What are the underlying immune responses in asthma exacerbations?

The study examined four significant nasal gene expression modules that contribute to exacerbation, in comparison to those that do not lead to an exacerbation. The modules studied included the “upregulation of multiple respiratory epithelia–, squamous–, and eosinophil–associated responses and downregulation of lymphocyte-associated responses as molecular mechanisms in events that lead to asthma."1

An interesting finding was that the absence of type 2 inflammation in the airways corresponded with a viral cold resolving without the development of an asthma exacerbation. There is a distinct set of respiratory epithelium and inflammatory cell pathways involved in virus-associated epithelium and inflammatory cell pathways involved in virus-associated exacerbations in contrast to the predominantly squamous cell pathways underlying nonviral exacerbations.1

Other fun facts

The study also looks at the expression of these modules being expressed in the absence of viral triggers.

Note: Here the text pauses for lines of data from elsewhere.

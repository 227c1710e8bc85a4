//! Bounded waiting for receipts.
//!
//! Each attempt first waits for the next block tick, then checks. Running out
//! of attempts is an ordinary outcome, not an error.

use crate::network::{BlockTicker, ReceiptLookup};
use crate::types::{Receipt, TxId};
use std::future::Future;
use tracing::{debug, warn};

/// Outcome of waiting for a transaction to be mined.
#[derive(Debug, Clone, PartialEq)]
pub enum Confirmation {
    Confirmed(Receipt),
    /// No receipt appeared within the attempt budget.
    NotFound { attempts: u32 },
}

impl Confirmation {
    pub fn receipt(&self) -> Option<&Receipt> {
        match self {
            Confirmation::Confirmed(r) => Some(r),
            Confirmation::NotFound { .. } => None,
        }
    }

    pub fn into_receipt(self) -> Option<Receipt> {
        match self {
            Confirmation::Confirmed(r) => Some(r),
            Confirmation::NotFound { .. } => None,
        }
    }

    pub fn is_confirmed(&self) -> bool {
        matches!(self, Confirmation::Confirmed(_))
    }
}

/// Run `check` up to `max_attempts` times, waiting for a tick before each.
///
/// `check` receives the 1-based attempt number. A failed tick is logged and
/// the check still runs, so a flaky ticker cannot stretch the budget.
pub async fn retry_on_ticks<T, K, F, Fut>(ticker: &mut K, max_attempts: u32, mut check: F) -> Option<T>
where
    K: BlockTicker + ?Sized,
    F: FnMut(u32) -> Fut,
    Fut: Future<Output = Option<T>>,
{
    for attempt in 1..=max_attempts {
        if let Err(e) = ticker.next().await {
            warn!(attempt, "block ticker failed: {}", e);
        }
        if let Some(value) = check(attempt).await {
            return Some(value);
        }
    }
    None
}

/// Poll for the receipt of `txid`, one lookup per block, for at most
/// `max_attempts` blocks. Lookup errors count as a spent attempt.
pub async fn wait_for_receipt<K, L>(
    ticker: &mut K,
    lookup: &L,
    txid: &TxId,
    max_attempts: u32,
) -> Confirmation
where
    K: BlockTicker + ?Sized,
    L: ReceiptLookup + ?Sized,
{
    let found = retry_on_ticks(ticker, max_attempts, |attempt| async move {
        match lookup.receipt(txid).await {
            Ok(Some(receipt)) => Some(receipt),
            Ok(None) => {
                debug!(%txid, attempt, "receipt not available yet");
                None
            }
            Err(e) => {
                warn!(%txid, attempt, "receipt lookup failed: {}", e);
                None
            }
        }
    })
    .await;

    match found {
        Some(receipt) => Confirmation::Confirmed(receipt),
        None => {
            warn!(%txid, attempts = max_attempts, "Cannot find the TX");
            Confirmation::NotFound {
                attempts: max_attempts,
            }
        }
    }
}
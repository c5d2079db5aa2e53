//! Browser-local persistence for builds.
//!
//! Implements the core [`BuildStore`] contract over `window.localStorage`,
//! one JSON entry per build under a `aaforge.build.` key prefix.

use aaforge_core::{BuildDocument, BuildStore};

const KEY_PREFIX: &str = "aaforge.build.";

fn storage_key(name: &str) -> String {
    format!("{KEY_PREFIX}{name}")
}

#[derive(Debug, thiserror::Error)]
pub enum WebStorageError {
    #[error("Storage error: {0}")]
    Storage(String),
    #[error("Serialization error: {0}")]
    Serialization(#[from] serde_json::Error),
}

/// Build store backed by `localStorage`.
#[derive(Debug, Clone, Copy, Default)]
pub struct LocalStore;

impl LocalStore {
    fn storage() -> Result<web_sys::Storage, WebStorageError> {
        web_sys::window()
            .ok_or_else(|| WebStorageError::Storage("no window".to_string()))?
            .local_storage()
            .map_err(|e| WebStorageError::Storage(format!("{e:?}")))?
            .ok_or_else(|| WebStorageError::Storage("localStorage unavailable".to_string()))
    }
}

impl BuildStore for LocalStore {
    type Error = WebStorageError;

    fn save(&self, name: &str, doc: &BuildDocument) -> Result<(), Self::Error> {
        let storage = Self::storage()?;
        let json = doc.to_json()?;
        storage
            .set_item(&storage_key(name), &json)
            .map_err(|e| WebStorageError::Storage(format!("{e:?}")))
    }

    fn load(&self, name: &str) -> Result<Option<BuildDocument>, Self::Error> {
        let storage = Self::storage()?;
        let json = storage
            .get_item(&storage_key(name))
            .map_err(|e| WebStorageError::Storage(format!("{e:?}")))?;
        match json {
            Some(json) => Ok(Some(BuildDocument::from_json(&json)?)),
            None => Ok(None),
        }
    }

    fn list(&self) -> Result<Vec<String>, Self::Error> {
        let storage = Self::storage()?;
        let len = storage
            .length()
            .map_err(|e| WebStorageError::Storage(format!("{e:?}")))?;
        let mut names = Vec::new();
        for i in 0..len {
            let key = storage
                .key(i)
                .map_err(|e| WebStorageError::Storage(format!("{e:?}")))?;
            if let Some(name) = key.as_deref().and_then(|k| k.strip_prefix(KEY_PREFIX)) {
                names.push(name.to_string());
            }
        }
        names.sort();
        Ok(names)
    }

    fn delete(&self, name: &str) -> Result<(), Self::Error> {
        let storage = Self::storage()?;
        storage
            .remove_item(&storage_key(name))
            .map_err(|e| WebStorageError::Storage(format!("{e:?}")))
    }
}

#[cfg(test)]
mod tests {
    use super::*;

    #[test]
    fn keys_are_prefixed() {
        assert_eq!(storage_key("Raid Monk"), "aaforge.build.Raid Monk");
    }

    #[test]
    fn prefix_strip_matches_key_shape() {
        let key = storage_key("Alt");
        assert_eq!(key.strip_prefix(KEY_PREFIX), Some("Alt"));
        assert_eq!("unrelated.key".strip_prefix(KEY_PREFIX), None);
    }
}
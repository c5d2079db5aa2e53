use aaforge_core::{AbilityCatalog, AbilityFilter, Build, Item, Spell};
use yew::prelude::*;

/// Top-level planner tabs.
#[derive(Debug, Clone, Copy, PartialEq, Eq)]
pub enum Tab {
    Character,
    Abilities,
    Equipment,
    Spells,
    Summary,
    Builds,
}

impl Tab {
    pub const ALL: [Tab; 6] = [
        Tab::Character,
        Tab::Abilities,
        Tab::Equipment,
        Tab::Spells,
        Tab::Summary,
        Tab::Builds,
    ];

    #[must_use]
    pub const fn label(self) -> &'static str {
        match self {
            Tab::Character => "Character",
            Tab::Abilities => "Abilities",
            Tab::Equipment => "Equipment",
            Tab::Spells => "Spells",
            Tab::Summary => "Summary",
            Tab::Builds => "Builds",
        }
    }
}

#[derive(Clone)]
pub struct AppState {
    pub tab: UseStateHandle<Tab>,
    pub build: UseStateHandle<Build>,
    pub catalog: UseStateHandle<AbilityCatalog>,
    pub filter: UseStateHandle<AbilityFilter>,
    pub items: UseStateHandle<Vec<Item>>,
    pub spells: UseStateHandle<Vec<Spell>>,
    pub saved_builds: UseStateHandle<Vec<String>>,
    pub status: UseStateHandle<Option<AttrValue>>,
    pub catalog_ready: UseStateHandle<bool>,
}

#[hook]
pub fn use_app_state() -> AppState {
    AppState {
        tab: use_state(|| Tab::Character),
        build: use_state(Build::new),
        catalog: use_state(AbilityCatalog::empty),
        filter: use_state(AbilityFilter::default),
        items: use_state(Vec::<Item>::new),
        spells: use_state(Vec::<Spell>::new),
        saved_builds: use_state(Vec::<String>::new),
        status: use_state(|| None::<AttrValue>),
        catalog_ready: use_state(|| false),
    }
}

impl AppState {
    pub fn set_status(&self, message: impl Into<AttrValue>) {
        self.status.set(Some(message.into()));
    }

    /// Clone-mutate-set: apply a mutation to a copy of the active build and
    /// publish the result.
    pub fn update_build(&self, mutate: impl FnOnce(&mut Build)) {
        let mut build = (*self.build).clone();
        mutate(&mut build);
        self.build.set(build);
    }
}
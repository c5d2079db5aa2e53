#![forbid(unsafe_code)]
#[cfg(target_arch = "wasm32")]
use wasm_bindgen::prelude::*;

pub mod api;
pub mod app;
pub mod pages;
pub mod storage;

#[cfg(target_arch = "wasm32")]
#[wasm_bindgen(start)]
pub fn start() {
    #[cfg(feature = "console_error_panic_hook")]
    console_error_panic_hook::set_once();
    yew::Renderer::<app::App>::new().render();
}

They demonstrated that high type 2 inflammation and low type I IFN response gene expression in nasal samples at baseline predicts short-term exacerbation risk, building on previous results showing that nasal IL13 expression is associated with exacerbation likelihood.2

What has been your experience with colds and exacerbations been? Have you always had one that led to the other? I would love to hear about your experience.

This article represents the opinions, thoughts, and experiences of the author; none of this content has been paid for by any advertiser. The team does not recommend or endorse any products or treatments discussed herein. Learn more about how we maintain editorial integrity here.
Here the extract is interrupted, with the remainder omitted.